**What you have to do**: Given the records below, set each one down again exactly as it reads.

(Collected data entries)
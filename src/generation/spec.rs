//! Read-only view over the `paths` of an API spec document
//!
//! Only the shape of `paths` is inspected: path template → verb → operation.
//! Operation bodies, `$ref`s and schemas are never looked at.

use serde_json::{Map, Value as JsonValue};

use crate::generation::{
    GenerationError, HttpVerb, OperationDescriptor, naming::derive_resource_name,
};

/// Fixed path-item fields that are not operations
const NON_OPERATION_FIELDS: &[&str] = &["parameters", "summary", "description", "servers", "$ref"];

/// Prefix of OpenAPI specification extensions
const EXTENSION_PREFIX: &str = "x-";

fn is_operation_key(key: &str) -> bool {
    !NON_OPERATION_FIELDS.contains(&key) && !key.starts_with(EXTENSION_PREFIX)
}

/// A spec document whose `paths` entry has been checked to be a mapping
#[derive(Debug, Clone, Copy)]
pub struct SpecDocument<'a> {
    paths: &'a Map<String, JsonValue>,
}

impl<'a> SpecDocument<'a> {
    /// Checks that `spec` is a mapping with a string-keyed `paths` mapping
    pub fn parse(spec: &'a JsonValue) -> Result<Self, GenerationError> {
        let paths = spec
            .as_object()
            .ok_or_else(|| GenerationError::malformed("spec must be a mapping"))?
            .get("paths")
            .ok_or_else(|| GenerationError::malformed("missing 'paths' in spec"))?
            .as_object()
            .ok_or_else(|| GenerationError::malformed("'paths' must be a mapping"))?;

        Ok(Self { paths })
    }

    /// Number of path templates in the document
    pub fn path_count(&self) -> usize {
        self.paths.len()
    }

    /// Every (path, verb) pair, sorted by path template then verb.
    ///
    /// The resource name is derived once per path and shared by its verbs.
    pub fn operations(&self) -> Result<Vec<OperationDescriptor>, GenerationError> {
        let mut paths: Vec<(&String, &JsonValue)> = self.paths.iter().collect();
        paths.sort_by(|a, b| a.0.cmp(b.0));

        let mut operations = Vec::new();
        for (path, item) in paths {
            let item = item.as_object().ok_or_else(|| {
                GenerationError::malformed(format!("path item for '{path}' must be a mapping"))
            })?;

            let resource = derive_resource_name(path);

            let mut keys: Vec<&String> = item.keys().filter(|key| is_operation_key(key)).collect();
            keys.sort();

            for key in keys {
                let verb: HttpVerb = key.parse().map_err(|_| {
                    GenerationError::malformed(format!("'{key}' under '{path}' is not an HTTP verb"))
                })?;
                operations.push(OperationDescriptor {
                    path: path.clone(),
                    verb,
                    resource: resource.clone(),
                });
            }
        }

        tracing::debug!(
            "Spec has {} paths and {} operations",
            self.path_count(),
            operations.len()
        );

        Ok(operations)
    }
}

#[cfg(test)]
mod tests {
    use super::*;
    use serde_json::json;

    #[test]
    fn test_parse_requires_paths() {
        let spec = json!({"openapi": "3.0.0"});
        let err = SpecDocument::parse(&spec).unwrap_err();
        assert!(matches!(err, GenerationError::MalformedSpec(_)));
    }

    #[test]
    fn test_parse_rejects_non_mapping_paths() {
        for spec in [json!({"paths": []}), json!({"paths": "x"}), json!({"paths": null})] {
            let err = SpecDocument::parse(&spec).unwrap_err();
            assert!(matches!(err, GenerationError::MalformedSpec(_)));
        }
    }

    #[test]
    fn test_parse_rejects_non_mapping_spec() {
        let err = SpecDocument::parse(&json!([1, 2, 3])).unwrap_err();
        assert!(matches!(err, GenerationError::MalformedSpec(_)));
    }

    #[test]
    fn test_operations_are_sorted() {
        let spec = json!({
            "paths": {
                "/users/{id}": {"put": {}, "get": {}, "delete": {}},
                "/items": {"post": {}, "get": {}},
            }
        });
        let doc = SpecDocument::parse(&spec).unwrap();
        let ops: Vec<String> = doc
            .operations()
            .unwrap()
            .iter()
            .map(|op| op.to_string())
            .collect();

        assert_eq!(
            ops,
            vec![
                "GET /items",
                "POST /items",
                "DELETE /users/{id}",
                "GET /users/{id}",
                "PUT /users/{id}",
            ]
        );
    }

    #[test]
    fn test_operations_share_resource_per_path() {
        let spec = json!({"paths": {"/{id}": {"GET": {}, "DELETE": {}}}});
        let doc = SpecDocument::parse(&spec).unwrap();
        let ops = doc.operations().unwrap();

        assert_eq!(ops.len(), 2);
        assert!(ops.iter().all(|op| op.resource == "resource"));
    }

    #[test]
    fn test_operations_skip_path_item_fields() {
        let spec = json!({
            "paths": {
                "/pets": {
                    "summary": "Pets",
                    "parameters": [],
                    "get": {"operationId": "listPets"}
                }
            }
        });
        let doc = SpecDocument::parse(&spec).unwrap();
        let ops = doc.operations().unwrap();

        assert_eq!(ops.len(), 1);
        assert_eq!(ops[0].verb, HttpVerb::Get);
    }

    #[test]
    fn test_operations_skip_extensions() {
        let spec = json!({
            "paths": {
                "/pets": {
                    "x-internal": true,
                    "x-rate-limit": {"rps": 10},
                    "post": {}
                }
            }
        });
        let doc = SpecDocument::parse(&spec).unwrap();
        let ops = doc.operations().unwrap();

        assert_eq!(ops.len(), 1);
        assert_eq!(ops[0].verb, HttpVerb::Post);
    }

    #[test]
    fn test_operations_reject_unknown_keys() {
        let spec = json!({"paths": {"/pets": {"get": {}, "not-a-verb": {}}}});
        let doc = SpecDocument::parse(&spec).unwrap();
        let err = doc.operations().unwrap_err();
        assert!(
            matches!(err, GenerationError::MalformedSpec(msg) if msg.contains("not-a-verb") && msg.contains("/pets"))
        );
    }

    #[test]
    fn test_operations_reject_non_mapping_path_item() {
        let spec = json!({"paths": {"/pets": ["get"]}});
        let doc = SpecDocument::parse(&spec).unwrap();
        let err = doc.operations().unwrap_err();
        assert!(matches!(err, GenerationError::MalformedSpec(msg) if msg.contains("/pets")));
    }

    #[test]
    fn test_empty_paths_has_no_operations() {
        let spec = json!({"paths": {}});
        let doc = SpecDocument::parse(&spec).unwrap();
        assert_eq!(doc.path_count(), 0);
        assert!(doc.operations().unwrap().is_empty());
    }
}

**Answer box**:
filename src/generation/spec.rs
//! Read-only view over the `paths` of an API spec document
//!
//! Only the shape of `paths` is inspected: path template → verb → operation.
//! Operation bodies, `$ref`s and schemas are never looked at.

use serde_json::{Map, Value as JsonValue};

use crate::generation::{
    GenerationError, HttpVerb, OperationDescriptor, naming::derive_resource_name,
};

/// Fixed path-item fields that are not operations
const NON_OPERATION_FIELDS: &[&str] = &["parameters", "summary", "description", "servers", "$ref"];

/// Prefix of OpenAPI specification extensions
const EXTENSION_PREFIX: &str = "x-";

fn is_operation_key(key: &str) -> bool {
    !NON_OPERATION_FIELDS.contains(&key) && !key.starts_with(EXTENSION_PREFIX)
}

/// A spec document whose `paths` entry has been checked to be a mapping
#[derive(Debug, Clone, Copy)]
pub struct SpecDocument<'a> {
    paths: &'a Map<String, JsonValue>,
}

impl<'a> SpecDocument<'a> {
    /// Checks that `spec` is a mapping with a string-keyed `paths` mapping
    pub fn parse(spec: &'a JsonValue) -> Result<Self, GenerationError> {
        let paths = spec
            .as_object()
            .ok_or_else(|| GenerationError::malformed("spec must be a mapping"))?
            .get("paths")
            .ok_or_else(|| GenerationError::malformed("missing 'paths' in spec"))?
            .as_object()
            .ok_or_else(|| GenerationError::malformed("'paths' must be a mapping"))?;

        Ok(Self { paths })
    }

    /// Number of path templates in the document
    pub fn path_count(&self) -> usize {
        self.paths.len()
    }

    /// Every (path, verb) pair, sorted by path template then verb.
    ///
    /// The resource name is derived once per path and shared by its verbs.
    pub fn operations(&self) -> Result<Vec<OperationDescriptor>, GenerationError> {
        let mut paths: Vec<(&String, &JsonValue)> = self.paths.iter().collect();
        paths.sort_by(|a, b| a.0.cmp(b.0));

        let mut operations = Vec::new();
        for (path, item) in paths {
            let item = item.as_object().ok_or_else(|| {
                GenerationError::malformed(format!("path item for '{path}' must be a mapping"))
            })?;

            let resource = derive_resource_name(path);

            let mut keys: Vec<&String> = item.keys().filter(|key| is_operation_key(key)).collect();
            keys.sort();

            for key in keys {
                let verb: HttpVerb = key.parse().map_err(|_| {
                    GenerationError::malformed(format!("'{key}' under '{path}' is not an HTTP verb"))
                })?;
                operations.push(OperationDescriptor {
                    path: path.clone(),
                    verb,
                    resource: resource.clone(),
                });
            }
        }

        tracing::debug!(
            "Spec has {} paths and {} operations",
            self.path_count(),
            operations.len()
        );

        Ok(operations)
    }
}

#[cfg(test)]
mod tests {
    use super::*;
    use serde_json::json;

    #[test]
    fn test_parse_requires_paths() {
        let spec = json!({"openapi": "3.0.0"});
        let err = SpecDocument::parse(&spec).unwrap_err();
        assert!(matches!(err, GenerationError::MalformedSpec(_)));
    }

    #[test]
    fn test_parse_rejects_non_mapping_paths() {
        for spec in [json!({"paths": []}), json!({"paths": "x"}), json!({"paths": null})] {
            let err = SpecDocument::parse(&spec).unwrap_err();
            assert!(matches!(err, GenerationError::MalformedSpec(_)));
        }
    }

    #[test]
    fn test_parse_rejects_non_mapping_spec() {
        let err = SpecDocument::parse(&json!([1, 2, 3])).unwrap_err();
        assert!(matches!(err, GenerationError::MalformedSpec(_)));
    }

    #[test]
    fn test_operations_are_sorted() {
        let spec = json!({
            "paths": {
                "/users/{id}": {"put": {}, "get": {}, "delete": {}},
                "/items": {"post": {}, "get": {}},
            }
        });
        let doc = SpecDocument::parse(&spec).unwrap();
        let ops: Vec<String> = doc
            .operations()
            .unwrap()
            .iter()
            .map(|op| op.to_string())
            .collect();

        assert_eq!(
            ops,
            vec![
                "GET /items",
                "POST /items",
                "DELETE /users/{id}",
                "GET /users/{id}",
                "PUT /users/{id}",
            ]
        );
    }

    #[test]
    fn test_operations_share_resource_per_path() {
        let spec = json!({"paths": {"/{id}": {"GET": {}, "DELETE": {}}}});
        let doc = SpecDocument::parse(&spec).unwrap();
        let ops = doc.operations().unwrap();

        assert_eq!(ops.len(), 2);
        assert!(ops.iter().all(|op| op.resource == "resource"));
    }

    #[test]
    fn test_operations_skip_path_item_fields() {
        let spec = json!({
            "paths": {
                "/pets": {
                    "summary": "Pets",
                    "parameters": [],
                    "get": {"operationId": "listPets"}
                }
            }
        });
        let doc = SpecDocument::parse(&spec).unwrap();
        let ops = doc.operations().unwrap();

        assert_eq!(ops.len(), 1);
        assert_eq!(ops[0].verb, HttpVerb::Get);
    }

    #[test]
    fn test_operations_skip_extensions() {
        let spec = json!({
            "paths": {
                "/pets": {
                    "x-internal": true,
                    "x-rate-limit": {"rps": 10},
                    "post": {}
                }
            }
        });
        let doc = SpecDocument::parse(&spec).unwrap();
        let ops = doc.operations().unwrap();

        assert_eq!(ops.len(), 1);
        assert_eq!(ops[0].verb, HttpVerb::Post);
    }

    #[test]
    fn test_operations_reject_unknown_keys() {
        let spec = json!({"paths": {"/pets": {"get": {}, "not-a-verb": {}}}});
        let doc = SpecDocument::parse(&spec).unwrap();
        let err = doc.operations().unwrap_err();
        assert!(
            matches!(err, GenerationError::MalformedSpec(msg) if msg.contains("not-a-verb") && msg.contains("/pets"))
        );
    }

    #[test]
    fn test_operations_reject_non_mapping_path_item() {
        let spec = json!({"paths": {"/pets": ["get"]}});
        let doc = SpecDocument::parse(&spec).unwrap();
        let err = doc.operations().unwrap_err();
        assert!(matches!(err, GenerationError::MalformedSpec(msg) if msg.contains("/pets")));
    }

    #[test]
    fn test_empty_paths_has_no_operations() {
        let spec = json!({"paths": {}});
        let doc = SpecDocument::parse(&spec).unwrap();
        assert_eq!(doc.path_count(), 0);
        assert!(doc.operations().unwrap().is_empty());
    }
}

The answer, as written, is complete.